Но сколько я ни старался, мне не удалось продвинуться ни на шаг, кроме того, что я видел себя стоявшим в сумрачном дворе нашего дома и смотревшим сквозь ворота на лавку Аарона Вассертрума — как будто я целый век прожил в этом доме, вечно старый резчик камей, у которого никогда не было детства!

Я уже хотел было отказаться от безнадежной попытки добраться до глубоких пластов прошлого, как вдруг с поразительной ясностью понял, что, пожалуй, моя память сохранила в прошлом широкую дорогу, неизбежно упиравшуюся в ворота. Но я тем не менее не замечал множества еле заметных узких тропинок, почти всегда идущих рядом с большой дорогой. «Откуда у тебя знания, — услышал я внутри себя голос, — благодаря которым ты продолжаешь существовать? Кто обучил тебя вырезать камеи, делать гравюры и всему остальному? Читать, писать, говорить, есть, шагать, дышать, мыслить и чувствовать?»

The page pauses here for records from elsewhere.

use anchor_lang::prelude::*;
use anchor_spl::{
    associated_token::AssociatedToken,
    metadata::{
        create_metadata_accounts_v3, mpl_token_metadata::types::DataV2, CreateMetadataAccountsV3,
        Metadata as Metaplex,
    },
    token::{mint_to, Mint, MintTo, Token, TokenAccount},
};

use crate::{
    error::ErrorCode,
    state::token_data::{MAX_DOB_LEN, MAX_GENDER_LEN, MAX_NAME_LEN},
    TokenData, TokenRegistry,
};

/// Symbol and URI shared by every identity token's metadata record.
/// The URI points at the collection-level document; per-subject data lives
/// in TokenData, not off-chain.
const METADATA_SYMBOL: &str = "SBID";
const METADATA_URI: &str = "https://soulbound.id/token-metadata.json";

#[derive(AnchorSerialize, AnchorDeserialize, Debug, Clone)]
pub struct IdentityParams {
    pub name: String,
    pub dob: String,
    pub gender: String,
}

impl IdentityParams {
    pub fn validate(&self) -> Result<()> {
        require!(
            field_ok(&self.name, MAX_NAME_LEN)
                && field_ok(&self.dob, MAX_DOB_LEN)
                && field_ok(&self.gender, MAX_GENDER_LEN),
            ErrorCode::InvalidIdentityFields
        );
        Ok(())
    }
}

fn field_ok(value: &str, max_len: usize) -> bool {
    !value.trim().is_empty() && value.len() <= max_len
}

#[derive(Accounts)]
pub struct InitiateToken<'info> {
    #[account(mut)]
    pub payer: Signer<'info>,
    #[account(mut)]
    /// CHECK: Created and validated by the token metadata program.
    pub metadata: UncheckedAccount<'info>,
    #[account(
        init_if_needed,
        seeds = [b"mint", payer.key().as_ref()],
        bump,
        payer = payer,
        mint::decimals = 0,
        mint::authority = mint,
    )]
    pub mint: Box<Account<'info, Mint>>,
    #[account(
        init_if_needed,
        seeds = [b"token_data", mint.key().as_ref()],
        bump,
        payer = payer,
        space = 8 + TokenData::INIT_SPACE
    )]
    pub token_data: Box<Account<'info, TokenData>>,
    #[account(
        init_if_needed,
        payer = payer,
        associated_token::mint = mint,
        associated_token::authority = payer,
    )]
    pub destination: Box<Account<'info, TokenAccount>>,
    #[account(
        mut,
        seeds = [b"registry"],
        bump = token_registry.bump
    )]
    pub token_registry: Box<Account<'info, TokenRegistry>>,
    pub rent: Sysvar<'info, Rent>,
    pub system_program: Program<'info, System>,
    pub token_program: Program<'info, Token>,
    pub associated_token_program: Program<'info, AssociatedToken>,
    pub token_metadata_program: Program<'info, Metaplex>,
}

pub fn handler(ctx: Context<InitiateToken>, params: IdentityParams) -> Result<()> {
    params.validate()?;

    require!(
        !ctx.accounts.token_data.is_active,
        ErrorCode::IdentityAlreadyActive
    );

    // A zero bump means the record was created just now (or re-created after
    // a close); a burned-but-not-closed record keeps its registry entry.
    let newly_registered = ctx.accounts.token_data.bump == 0;

    let payer_key = ctx.accounts.payer.key();
    let seeds = &[b"mint".as_ref(), payer_key.as_ref(), &[ctx.bumps.mint]];
    let signer = [&seeds[..]];

    // First mint only. The metadata record is immutable afterwards and
    // survives burn/close cycles together with the mint itself.
    if ctx.accounts.metadata.data_is_empty() {
        let metadata_ctx = CpiContext::new_with_signer(
            ctx.accounts.token_metadata_program.to_account_info(),
            CreateMetadataAccountsV3 {
                payer: ctx.accounts.payer.to_account_info(),
                update_authority: ctx.accounts.mint.to_account_info(),
                mint: ctx.accounts.mint.to_account_info(),
                metadata: ctx.accounts.metadata.to_account_info(),
                mint_authority: ctx.accounts.mint.to_account_info(),
                system_program: ctx.accounts.system_program.to_account_info(),
                rent: ctx.accounts.rent.to_account_info(),
            },
            &signer,
        );
        let data = DataV2 {
            name: params.name.clone(),
            symbol: METADATA_SYMBOL.to_string(),
            uri: METADATA_URI.to_string(),
            seller_fee_basis_points: 0,
            creators: None,
            collection: None,
            uses: None,
        };
        create_metadata_accounts_v3(metadata_ctx, data, false, true, None)?;
    }

    let token_data = &mut ctx.accounts.token_data;
    token_data.bump = ctx.bumps.token_data;
    token_data.mint = ctx.accounts.mint.key();
    token_data.owner = payer_key;
    token_data.is_active = true;
    token_data.name = params.name;
    token_data.dob = params.dob;
    token_data.gender = params.gender;

    if newly_registered {
        let token_registry = &mut ctx.accounts.token_registry;
        token_registry.active_identities =
            token_registry.active_identities.checked_add(1).unwrap();
    }

    mint_to(
        CpiContext::new_with_signer(
            ctx.accounts.token_program.to_account_info(),
            MintTo {
                authority: ctx.accounts.mint.to_account_info(),
                to: ctx.accounts.destination.to_account_info(),
                mint: ctx.accounts.mint.to_account_info(),
            },
            &signer,
        ),
        1,
    )?;

    msg!("Identity minted for {}", ctx.accounts.mint.key());

    Ok(())
}
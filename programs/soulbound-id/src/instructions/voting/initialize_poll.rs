use anchor_lang::prelude::*;

use crate::{error::ErrorCode, Poll};

#[derive(Accounts)]
#[instruction(poll_id: u64)]
pub struct InitializePoll<'info> {
    #[account(mut)]
    pub payer: Signer<'info>,
    #[account(
        init_if_needed,
        seeds = [b"poll", poll_id.to_le_bytes().as_ref()],
        bump,
        payer = payer,
        space = 8 + Poll::INIT_SPACE
    )]
    pub poll: Box<Account<'info, Poll>>,
    pub system_program: Program<'info, System>,
}

pub fn handler(
    ctx: Context<InitializePoll>,
    poll_id: u64,
    start_ts: i64,
    end_ts: i64,
    name: String,
    description: String,
) -> Result<()> {
    let poll = &mut ctx.accounts.poll;

    // A freshly created account is zero-filled; a canonical bump never is.
    require!(poll.bump == 0, ErrorCode::PollAlreadyExists);

    poll.bump = ctx.bumps.poll;
    poll.poll_id = poll_id;
    poll.authority = ctx.accounts.payer.key();
    poll.start_ts = start_ts;
    poll.end_ts = end_ts;
    poll.candidate_count = 0;
    poll.name = name;
    poll.description = description;

    Ok(())
}
use anchor_lang::prelude::*;

pub const MAX_CANDIDATE_NAME_LEN: usize = 64;

#[account]
#[derive(InitSpace, Debug)]
pub struct Candidate {
    /// Bump seed for the PDA. Zero until the candidate is registered.
    pub bump: u8,
    /// Poll this candidate belongs to
    pub poll_id: u64,
    /// Candidate name, unique within the poll
    #[max_len(MAX_CANDIDATE_NAME_LEN)]
    pub name: String,
    /// Number of votes received. Only ever incremented.
    pub votes: u64,
}

impl Candidate {
    pub fn pda(poll_id: u64, name: &str) -> (Pubkey, u8) {
        Pubkey::find_program_address(
            &[b"candidate", &poll_id.to_le_bytes(), name.as_bytes()],
            &crate::ID,
        )
    }
}
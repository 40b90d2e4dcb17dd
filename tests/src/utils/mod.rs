pub mod assert;
pub mod fetch_utils;
pub mod setup;
mod cli;
mod destination;
mod dial;
mod proxy_io;
mod relay;

#[tokio::main]
async fn main() {
    if let Err(err) = cli::run().await {
        eprintln!("error: {:#}", err);
        std::process::exit(1);
    }
    // the stdin reader can still be parked in a blocking read; don't wait for it
    std::process::exit(0);
}
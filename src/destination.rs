use std::fmt;
use std::net::SocketAddr;
use thiserror::Error;
use tokio::net::lookup_host;

#[derive(Debug, Clone, PartialEq, Eq)]
pub struct Destination {
    pub host: String,
    pub port: u16,
    pub addr: SocketAddr,
}

#[derive(Debug, Error)]
pub enum DestinationError {
    #[error("host must not be empty")]
    EmptyHost,
    #[error("failed to resolve \"{addr}\": {source}")]
    Resolve {
        addr: String,
        #[source]
        source: std::io::Error,
    },
    #[error("\"{addr}\" did not resolve to any address")]
    NoAddress { addr: String },
}

impl fmt::Display for Destination {
    fn fmt(&self, f: &mut fmt::Formatter<'_>) -> fmt::Result {
        f.write_str(&join_host_port(&self.host, self.port))
    }
}

/// Resolves `host`/`port` once; IPv4 results are preferred when both families come back.
pub async fn resolve(host: &str, port: u16) -> Result<Destination, DestinationError> {
    let host = host.trim();
    if host.is_empty() {
        return Err(DestinationError::EmptyHost);
    }
    let joined = join_host_port(host, port);
    let lookup = host.trim_start_matches('[').trim_end_matches(']');

    let addrs: Vec<SocketAddr> = lookup_host((lookup, port))
        .await
        .map_err(|source| DestinationError::Resolve {
            addr: joined.clone(),
            source,
        })?
        .collect();

    let addr = addrs
        .iter()
        .find(|a| a.is_ipv4())
        .or_else(|| addrs.first())
        .copied()
        .ok_or(DestinationError::NoAddress { addr: joined })?;

    Ok(Destination {
        host: lookup.to_string(),
        port,
        addr,
    })
}

fn join_host_port(host: &str, port: u16) -> String {
    if host.contains(':') && !host.starts_with('[') {
        format!("[{}]:{}", host, port)
    } else {
        format!("{}:{}", host, port)
    }
}
use crate::destination::{self, Destination};
use crate::dial;
use crate::proxy_io::{self, Summary};
use anyhow::{Context, Result};
use log::{debug, info};
use std::io::Write;
use std::time::Duration;
use tokio::io::{self, AsyncRead, AsyncWrite};

pub const DEFAULT_TIMEOUT: Duration = Duration::from_secs(10);

#[derive(Debug, Clone)]
pub struct RelayConfig {
    pub host: String,
    pub port: u16,
    pub timeout: Duration,
    /// SOCKS5 proxy as `host:port`; `None` dials directly.
    pub proxy: Option<String>,
}

pub struct Relay {
    destination: Destination,
    response_timeout: Duration,
    proxy: Option<String>,
}

pub fn init_logger(level_arg: &str) {
    let mut builder = env_logger::Builder::new();
    builder.format(|buf, record| writeln!(buf, "{}", record.args()));
    builder.parse_filters(level_arg);
    let _ = builder.try_init();
}

impl Relay {
    pub async fn new(config: RelayConfig) -> Result<Relay> {
        let destination = destination::resolve(&config.host, config.port)
            .await
            .context("invalid destination")?;
        debug!("[relay] resolved {} to {}", destination, destination.addr);

        Ok(Relay {
            destination,
            response_timeout: config.timeout,
            proxy: config.proxy.filter(|p| !p.is_empty()),
        })
    }

    /// Runs one session: connect, then relay until the drain window closes.
    pub async fn process<I, O>(&self, input: I, output: &mut O) -> Result<Summary>
    where
        I: AsyncRead + Send + Unpin + 'static,
        O: AsyncWrite + Unpin,
    {
        let stream = dial::connect(&self.destination, self.proxy.as_deref()).await?;
        info!(
            "[relay] connected to {}{}",
            self.destination,
            self.proxy
                .as_deref()
                .map(|p| format!(" via {}", p))
                .unwrap_or_default()
        );

        let summary = proxy_io::pump(stream, input, output, self.response_timeout)
            .await
            .with_context(|| format!("session with \"{}\" failed", self.destination))?;
        Ok(summary)
    }
}

pub async fn run(config: RelayConfig) -> Result<()> {
    let relay = Relay::new(config).await?;
    let mut stdout = io::stdout();
    relay.process(io::stdin(), &mut stdout).await?;
    Ok(())
}
use crate::relay::{self, RelayConfig, DEFAULT_TIMEOUT};
use anyhow::Result;
use clap::Parser;
use log::warn;
use std::time::Duration;

#[derive(Parser, Debug)]
#[command(
    name = "sockrelay",
    version,
    about = "Relay stdin/stdout to a TCP endpoint, optionally through a SOCKS5 proxy"
)]
pub struct Cli {
    /// Remote host name or IP address
    pub host: String,
    /// Remote TCP port
    #[arg(value_name = "PORT")]
    pub port: u16,
    /// Seconds to wait for remote output after local input ends (default 10)
    #[arg(value_name = "TIMEOUT")]
    pub timeout: Option<String>,
    /// SOCKS5 proxy as host:port (e.g. 127.0.0.1:9050 for Tor); empty disables
    #[arg(long, value_name = "ADDR")]
    pub proxy: Option<String>,
    /// Log level: error, info, debug
    #[arg(long, default_value = "info")]
    pub log_level: String,
}

/// Unparsable values keep the default rather than aborting the session.
fn parse_timeout(raw: Option<&str>) -> Duration {
    match raw {
        None => DEFAULT_TIMEOUT,
        Some(value) => match value.trim().parse::<u64>() {
            Ok(secs) => Duration::from_secs(secs),
            Err(err) => {
                warn!(
                    "ignoring timeout \"{}\" ({}), using {}s",
                    value,
                    err,
                    DEFAULT_TIMEOUT.as_secs()
                );
                DEFAULT_TIMEOUT
            }
        },
    }
}

impl Cli {
    fn into_config(self) -> RelayConfig {
        RelayConfig {
            timeout: parse_timeout(self.timeout.as_deref()),
            host: self.host,
            port: self.port,
            proxy: self.proxy.filter(|p| !p.is_empty()),
        }
    }
}

pub async fn run() -> Result<()> {
    let cli = Cli::parse();
    relay::init_logger(&cli.log_level);
    relay::run(cli.into_config()).await
}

Я тут же последовал совету внутреннего голоса. Стал все время обращаться к прошлому.

Я вынужден был непрерывно возвращаться назад, продумывая, что произошло в данный момент, что стало истоком того или иного случая, что было перед этим, и так далее.

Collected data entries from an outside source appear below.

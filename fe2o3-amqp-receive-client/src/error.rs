//! Errors of the receive client

use crate::mode::ModeKind;

/// A boxed error returned by the underlying AMQP implementation
pub type BoxError = Box<dyn std::error::Error + Send + Sync + 'static>;

/// Errors of the receive client
#[derive(Debug, thiserror::Error)]
pub enum Error {
    /// The transport is unreachable or was reset. The client must be reopened.
    #[error("Connection failure: {0}")]
    ConnectionFailure(#[from] ConnectionError),

    /// The token was rejected or could not be renewed
    #[error("Authentication failure: {0}")]
    AuthenticationFailure(#[from] AuthError),

    /// The source address or filter is invalid, or the broker refused the link
    #[error("Link attach failure: {0}")]
    LinkAttachFailure(#[from] LinkAttachError),

    /// Another consumption mode is already active on this client
    #[error("{active:?} receive is already in progress")]
    OperationInProgress {
        /// The mode that currently holds the client
        active: ModeKind,
    },

    /// A delivery could not be turned into a message
    #[error("Malformed message: {0}")]
    MalformedMessage(#[from] MalformedMessageError),

    /// The configuration is rejected
    #[error("Invalid configuration: {0}")]
    InvalidConfig(#[from] ConfigError),
}

impl Error {
    /// Whether the error ends the pump and requires the client to be reopened
    pub fn is_fatal(&self) -> bool {
        matches!(
            self,
            Error::ConnectionFailure(_) | Error::AuthenticationFailure(_)
        )
    }
}

/// Errors associated with the connection, the session and the link transport
#[derive(Debug, thiserror::Error)]
pub enum ConnectionError {
    /// Failed to open the connection
    #[error("Failed to open connection: {0}")]
    Open(#[source] BoxError),

    /// Failed to begin a session on the connection
    #[error("Failed to begin session: {0}")]
    Begin(#[source] BoxError),

    /// The link, session or connection failed while receiving
    #[error("Transport error: {0}")]
    Transport(#[source] BoxError),

    /// Tearing down the link, session or connection failed
    #[error("Failed to close: {0}")]
    Close(#[source] BoxError),

    /// The connection has not been opened yet
    #[error("Connection is not open")]
    NotOpen,

    /// The client has been closed
    #[error("Client is closed")]
    Closed,
}

/// Errors associated with authorizing the connection
#[derive(Debug, thiserror::Error)]
pub enum AuthError {
    /// The shared access key cannot be used as an HMAC key
    #[error("Invalid shared access key")]
    InvalidKey,

    /// The connection string is missing a field or is malformed
    #[error("Invalid connection string: {0}")]
    InvalidConnectionString(String),

    /// The CBS link could not be attached
    #[error("Failed to attach CBS link: {0}")]
    CbsAttach(#[source] BoxError),

    /// The broker rejected the token
    #[error("Token rejected: {0}")]
    Rejected(#[source] BoxError),

    /// No valid token is held
    #[error("Token is expired")]
    Expired,
}

/// Errors associated with attaching the receive link
#[derive(Debug, thiserror::Error)]
pub enum LinkAttachError {
    /// The source address is not a valid partition address
    #[error("Invalid source address {address:?}: {reason}")]
    InvalidAddress {
        /// The offending address
        address: String,

        /// Why the address is rejected
        reason: String,
    },

    /// The filter expression is empty
    #[error("Filter expression is empty")]
    EmptyFilter,

    /// The client is not authorized to attach a link
    #[error("Not authorized: {0}")]
    NotAuthorized(#[source] AuthError),

    /// The broker refused the link
    #[error("Attach rejected: {0}")]
    Rejected(#[source] BoxError),
}

/// Errors associated with turning a delivery into a message
#[derive(Debug, thiserror::Error)]
pub enum MalformedMessageError {
    /// The transfer frames could not be decoded into a message
    #[error("Failed to decode delivery: {0}")]
    Decode(#[source] BoxError),

    /// A well-known annotation has an unexpected type
    #[error("Annotation {key:?} is expected to be {expected}")]
    InvalidAnnotation {
        /// Annotation key
        key: String,

        /// The expected type
        expected: &'static str,
    },
}

/// Errors associated with validating [`ReceiveConfig`](crate::ReceiveConfig)
#[derive(Debug, Clone, PartialEq, Eq, thiserror::Error)]
pub enum ConfigError {
    /// Prefetch must allow at least one message
    #[error("Prefetch must be greater than zero")]
    ZeroPrefetch,

    /// The low-water mark must be below the prefetch target
    #[error("Low-water mark {low_water_mark} must be smaller than prefetch {prefetch}")]
    LowWaterMark {
        /// Configured low-water mark
        low_water_mark: u32,

        /// Configured prefetch
        prefetch: u32,
    },

    /// The refresh window must be shorter than the token lifetime
    #[error("Refresh window must be shorter than the token lifetime")]
    RefreshWindow,
}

И снова я неизбежно упирался в какие-то ворота — сейчас они вот-вот откроются! Сейчас лишь небольшой прыжок в пустоту, и пропасть, разделявшая меня от позабытого прошлого, будет преодолена. И тут передо мной возникла картина, которой я не заметил при мысленном движении вспять: Шмая Гиллель провел рукой по моим глазам — точно так же, как раньше, у себя в комнате.

И все растаяло. Даже желание вспахивать пласты забытого прошлого.

Лишь в одном я безусловно выиграл — в познании того, что моя дорога жизни заканчивалась тупиком, какой бы широкой и торной она ни была. Узкие потаенные тропинки возвращают нас к утраченному родному краю: та из них, что едва заметным росчерком выведена в нашей плоти, а не страшные рубцы, оставленные рашпилем суетного бытия, — это она, та тропка, скрывает разгадку последней тайны.

Так же как я мог возвращаться в детство, когда мне нравилось читать алфавит в букваре в обратном порядке от Я до А, и добраться туда, где я начал учиться в школе, — так же мне надо было добраться, понимал я, до иной, затерянной вдали родины, находившейся по ту сторону любой мысли.